--- GIVEN RECORDS ---

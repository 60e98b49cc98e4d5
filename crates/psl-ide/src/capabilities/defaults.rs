//! Default value generators for `@default(...)`.

use super::{Capabilities, Provider, ScalarType};

/// How a default candidate is presented.
#[derive(Debug, Clone, Copy, PartialEq, Eq)]
pub enum DefaultValue {
    /// A generator function such as `uuid()`.
    Function(&'static str),
    /// A literal such as `true`.
    Literal(&'static str),
}

impl DefaultValue {
    /// The text offered to the user.
    #[must_use]
    pub fn label(self) -> &'static str {
        match self {
            Self::Function(label) | Self::Literal(label) => label,
        }
    }
}

/// Default generators valid for a scalar type, excluding schema-derived
/// enum values.
#[must_use]
pub fn default_values(scalar: Option<ScalarType>, caps: &Capabilities) -> Vec<DefaultValue> {
    let mut values = vec![if caps.is(Provider::Mongodb) {
        DefaultValue::Function("auto()")
    } else {
        DefaultValue::Function("dbgenerated(\"\")")
    }];

    let cockroach = caps.is(Provider::Cockroachdb);
    match scalar {
        Some(ScalarType::String) => values.extend(
            ["uuid()", "cuid()", "ulid()", "nanoid()"].map(DefaultValue::Function),
        ),
        Some(ScalarType::Int) if cockroach => values.push(DefaultValue::Function("sequence()")),
        Some(ScalarType::Int) => values.push(DefaultValue::Function("autoincrement()")),
        Some(ScalarType::BigInt) if cockroach => values.extend(
            ["sequence()", "autoincrement()"].map(DefaultValue::Function),
        ),
        Some(ScalarType::BigInt) => values.push(DefaultValue::Function("autoincrement()")),
        Some(ScalarType::DateTime) => values.push(DefaultValue::Function("now()")),
        Some(ScalarType::Boolean) => {
            values.extend(["true", "false"].map(DefaultValue::Literal));
        }
        _ => {}
    }
    values
}

/// Arguments of `sequence(...)`.
pub const SEQUENCE_ARGUMENTS: &[&str] = &[
    "virtual",
    "minValue",
    "maxValue",
    "cache",
    "increment",
    "start",
];

/// Named arguments of a default generator function still available after
/// `bound`. `virtual` cannot be combined with any other argument.
///
/// Words in `bound` that name no argument, such as a half-typed one, are
/// ignored.
#[must_use]
pub fn function_arguments(function: &str, bound: &[&str]) -> Vec<&'static str> {
    if function != "sequence" {
        return Vec::new();
    }
    let bound: Vec<&str> = bound
        .iter()
        .copied()
        .filter(|name| SEQUENCE_ARGUMENTS.contains(name))
        .collect();
    if bound.contains(&"virtual") {
        return Vec::new();
    }
    SEQUENCE_ARGUMENTS
        .iter()
        .copied()
        .filter(|argument| !bound.contains(argument))
        .filter(|argument| bound.is_empty() || *argument != "virtual")
        .collect()
}

#[cfg(test)]
mod tests {
    use super::super::PreviewFeatures;
    use super::*;

    fn labels(scalar: ScalarType, provider: Option<Provider>) -> Vec<&'static str> {
        default_values(Some(scalar), &Capabilities::new(provider, PreviewFeatures::none()))
            .into_iter()
            .map(DefaultValue::label)
            .collect()
    }

    #[test]
    fn cockroach_big_int_offers_sequence_first() {
        assert_eq!(
            labels(ScalarType::BigInt, Some(Provider::Cockroachdb)),
            vec!["dbgenerated(\"\")", "sequence()", "autoincrement()"]
        );
    }

    #[test]
    fn mongodb_starts_with_auto() {
        assert_eq!(
            labels(ScalarType::String, Some(Provider::Mongodb))[0],
            "auto()"
        );
    }

    #[test]
    fn sequence_virtual_is_exclusive() {
        assert_eq!(function_arguments("sequence", &["virtual"]), Vec::<&str>::new());
        assert_eq!(
            function_arguments("sequence", &["cache"]),
            vec!["minValue", "maxValue", "increment", "start"]
        );
        assert_eq!(function_arguments("sequence", &[]), SEQUENCE_ARGUMENTS.to_vec());
    }

    #[test]
    fn partial_words_are_not_bindings() {
        assert_eq!(function_arguments("sequence", &["v"]), SEQUENCE_ARGUMENTS.to_vec());
        assert_eq!(
            function_arguments("sequence", &["min", "cache"]),
            vec!["minValue", "maxValue", "increment", "start"]
        );
    }

    #[test]
    fn other_functions_take_no_named_arguments() {
        assert!(function_arguments("uuid", &[]).is_empty());
    }
}
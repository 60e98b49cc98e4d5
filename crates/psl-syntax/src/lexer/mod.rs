//! Lexer for the Prisma Schema Language.
//!
//! This module provides a lexer that tokenizes schema source into a stream
//! of tokens with their positions in the source text.

mod tokens;

pub use tokens::TokenKind;

use logos::Logos;
use text_size::{TextRange, TextSize};

/// A token produced by the lexer.
#[derive(Debug, Clone, Copy, PartialEq, Eq)]
pub struct Token {
    /// The kind of token.
    pub kind: TokenKind,
    /// The byte range of the token in the source text.
    pub range: TextRange,
}

impl Token {
    /// Creates a new token.
    #[must_use]
    pub fn new(kind: TokenKind, range: TextRange) -> Self {
        Self { kind, range }
    }

    /// Returns the length of the token in bytes.
    #[must_use]
    pub fn len(&self) -> TextSize {
        self.range.len()
    }

    /// Returns true if the token has zero length.
    #[must_use]
    pub fn is_empty(&self) -> bool {
        self.range.is_empty()
    }

    /// Returns the slice of `source` covered by this token.
    #[must_use]
    pub fn text<'a>(&self, source: &'a str) -> &'a str {
        &source[self.range]
    }
}

/// Lexer for schema source text.
///
/// The lexer is an iterator over tokens. It handles all error recovery
/// internally - any unrecognized characters are returned as `TokenKind::Error`.
pub struct Lexer<'src> {
    inner: logos::Lexer<'src, TokenKind>,
    source: &'src str,
}

impl<'src> Lexer<'src> {
    /// Creates a new lexer for the given source text.
    #[must_use]
    pub fn new(source: &'src str) -> Self {
        Self {
            inner: TokenKind::lexer(source),
            source,
        }
    }

    /// Returns the source text being lexed.
    #[must_use]
    pub fn source(&self) -> &'src str {
        self.source
    }

    /// Returns the text of the current token.
    #[must_use]
    pub fn slice(&self) -> &'src str {
        self.inner.slice()
    }
}

impl Iterator for Lexer<'_> {
    type Item = Token;

    fn next(&mut self) -> Option<Self::Item> {
        let kind = self.inner.next()?;
        let span = self.inner.span();

        let kind = kind.unwrap_or(TokenKind::Error);
        let range = TextRange::new(
            TextSize::from(span.start as u32),
            TextSize::from(span.end as u32),
        );
        Some(Token::new(kind, range))
    }
}

/// Lex the entire source and return all tokens.
///
/// This is a convenience function for testing and simple use cases.
#[must_use]
pub fn lex(source: &str) -> Vec<Token> {
    Lexer::new(source).collect()
}

/// Lex source and return tokens paired with their text.
///
/// Useful for debugging and testing.
#[must_use]
pub fn lex_with_text(source: &str) -> Vec<(Token, &str)> {
    Lexer::new(source)
        .map(|token| (token, token.text(source)))
        .collect()
}

/// Lex source and keep only the significant tokens, newlines included.
#[must_use]
pub fn lex_significant(source: &str) -> Vec<Token> {
    Lexer::new(source)
        .filter(|token| !token.kind.is_trivia())
        .collect()
}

---

** ASSIGNED TASK **
Retype the records that precede this task, keeping them exactly the same.

** TASK SOLUTION **
repository 60e98b49cc98e4d5
filename crates/psl-ide/src/capabilities/defaults.rs
//! Default value generators for `@default(...)`.

use super::{Capabilities, Provider, ScalarType};

/// How a default candidate is presented.
#[derive(Debug, Clone, Copy, PartialEq, Eq)]
pub enum DefaultValue {
    /// A generator function such as `uuid()`.
    Function(&'static str),
    /// A literal such as `true`.
    Literal(&'static str),
}

impl DefaultValue {
    /// The text offered to the user.
    #[must_use]
    pub fn label(self) -> &'static str {
        match self {
            Self::Function(label) | Self::Literal(label) => label,
        }
    }
}

/// Default generators valid for a scalar type, excluding schema-derived
/// enum values.
#[must_use]
pub fn default_values(scalar: Option<ScalarType>, caps: &Capabilities) -> Vec<DefaultValue> {
    let mut values = vec![if caps.is(Provider::Mongodb) {
        DefaultValue::Function("auto()")
    } else {
        DefaultValue::Function("dbgenerated(\"\")")
    }];

    let cockroach = caps.is(Provider::Cockroachdb);
    match scalar {
        Some(ScalarType::String) => values.extend(
            ["uuid()", "cuid()", "ulid()", "nanoid()"].map(DefaultValue::Function),
        ),
        Some(ScalarType::Int) if cockroach => values.push(DefaultValue::Function("sequence()")),
        Some(ScalarType::Int) => values.push(DefaultValue::Function("autoincrement()")),
        Some(ScalarType::BigInt) if cockroach => values.extend(
            ["sequence()", "autoincrement()"].map(DefaultValue::Function),
        ),
        Some(ScalarType::BigInt) => values.push(DefaultValue::Function("autoincrement()")),
        Some(ScalarType::DateTime) => values.push(DefaultValue::Function("now()")),
        Some(ScalarType::Boolean) => {
            values.extend(["true", "false"].map(DefaultValue::Literal));
        }
        _ => {}
    }
    values
}

/// Arguments of `sequence(...)`.
pub const SEQUENCE_ARGUMENTS: &[&str] = &[
    "virtual",
    "minValue",
    "maxValue",
    "cache",
    "increment",
    "start",
];

/// Named arguments of a default generator function still available after
/// `bound`. `virtual` cannot be combined with any other argument.
///
/// Words in `bound` that name no argument, such as a half-typed one, are
/// ignored.
#[must_use]
pub fn function_arguments(function: &str, bound: &[&str]) -> Vec<&'static str> {
    if function != "sequence" {
        return Vec::new();
    }
    let bound: Vec<&str> = bound
        .iter()
        .copied()
        .filter(|name| SEQUENCE_ARGUMENTS.contains(name))
        .collect();
    if bound.contains(&"virtual") {
        return Vec::new();
    }
    SEQUENCE_ARGUMENTS
        .iter()
        .copied()
        .filter(|argument| !bound.contains(argument))
        .filter(|argument| bound.is_empty() || *argument != "virtual")
        .collect()
}

#[cfg(test)]
mod tests {
    use super::super::PreviewFeatures;
    use super::*;

    fn labels(scalar: ScalarType, provider: Option<Provider>) -> Vec<&'static str> {
        default_values(Some(scalar), &Capabilities::new(provider, PreviewFeatures::none()))
            .into_iter()
            .map(DefaultValue::label)
            .collect()
    }

    #[test]
    fn cockroach_big_int_offers_sequence_first() {
        assert_eq!(
            labels(ScalarType::BigInt, Some(Provider::Cockroachdb)),
            vec!["dbgenerated(\"\")", "sequence()", "autoincrement()"]
        );
    }

    #[test]
    fn mongodb_starts_with_auto() {
        assert_eq!(
            labels(ScalarType::String, Some(Provider::Mongodb))[0],
            "auto()"
        );
    }

    #[test]
    fn sequence_virtual_is_exclusive() {
        assert_eq!(function_arguments("sequence", &["virtual"]), Vec::<&str>::new());
        assert_eq!(
            function_arguments("sequence", &["cache"]),
            vec!["minValue", "maxValue", "increment", "start"]
        );
        assert_eq!(function_arguments("sequence", &[]), SEQUENCE_ARGUMENTS.to_vec());
    }

    #[test]
    fn partial_words_are_not_bindings() {
        assert_eq!(function_arguments("sequence", &["v"]), SEQUENCE_ARGUMENTS.to_vec());
        assert_eq!(
            function_arguments("sequence", &["min", "cache"]),
            vec!["minValue", "maxValue", "increment", "start"]
        );
    }

    #[test]
    fn other_functions_take_no_named_arguments() {
        assert!(function_arguments("uuid", &[]).is_empty());
    }
}
repository 60e98b49cc98e4d5
filename crates/psl-syntax/src/lexer/mod.rs
//! Lexer for the Prisma Schema Language.
//!
//! This module provides a lexer that tokenizes schema source into a stream
//! of tokens with their positions in the source text.

mod tokens;

pub use tokens::TokenKind;

use logos::Logos;
use text_size::{TextRange, TextSize};

/// A token produced by the lexer.
#[derive(Debug, Clone, Copy, PartialEq, Eq)]
pub struct Token {
    /// The kind of token.
    pub kind: TokenKind,
    /// The byte range of the token in the source text.
    pub range: TextRange,
}

impl Token {
    /// Creates a new token.
    #[must_use]
    pub fn new(kind: TokenKind, range: TextRange) -> Self {
        Self { kind, range }
    }

    /// Returns the length of the token in bytes.
    #[must_use]
    pub fn len(&self) -> TextSize {
        self.range.len()
    }

    /// Returns true if the token has zero length.
    #[must_use]
    pub fn is_empty(&self) -> bool {
        self.range.is_empty()
    }

    /// Returns the slice of `source` covered by this token.
    #[must_use]
    pub fn text<'a>(&self, source: &'a str) -> &'a str {
        &source[self.range]
    }
}

/// Lexer for schema source text.
///
/// The lexer is an iterator over tokens. It handles all error recovery
/// internally - any unrecognized characters are returned as `TokenKind::Error`.
pub struct Lexer<'src> {
    inner: logos::Lexer<'src, TokenKind>,
    source: &'src str,
}

impl<'src> Lexer<'src> {
    /// Creates a new lexer for the given source text.
    #[must_use]
    pub fn new(source: &'src str) -> Self {
        Self {
            inner: TokenKind::lexer(source),
            source,
        }
    }

    /// Returns the source text being lexed.
    #[must_use]
    pub fn source(&self) -> &'src str {
        self.source
    }

    /// Returns the text of the current token.
    #[must_use]
    pub fn slice(&self) -> &'src str {
        self.inner.slice()
    }
}

impl Iterator for Lexer<'_> {
    type Item = Token;

    fn next(&mut self) -> Option<Self::Item> {
        let kind = self.inner.next()?;
        let span = self.inner.span();

        let kind = kind.unwrap_or(TokenKind::Error);
        let range = TextRange::new(
            TextSize::from(span.start as u32),
            TextSize::from(span.end as u32),
        );
        Some(Token::new(kind, range))
    }
}

/// Lex the entire source and return all tokens.
///
/// This is a convenience function for testing and simple use cases.
#[must_use]
pub fn lex(source: &str) -> Vec<Token> {
    Lexer::new(source).collect()
}

/// Lex source and return tokens paired with their text.
///
/// Useful for debugging and testing.
#[must_use]
pub fn lex_with_text(source: &str) -> Vec<(Token, &str)> {
    Lexer::new(source)
        .map(|token| (token, token.text(source)))
        .collect()
}

/// Lex source and keep only the significant tokens, newlines included.
#[must_use]
pub fn lex_significant(source: &str) -> Vec<Token> {
    Lexer::new(source)
        .filter(|token| !token.kind.is_trivia())
        .collect()
}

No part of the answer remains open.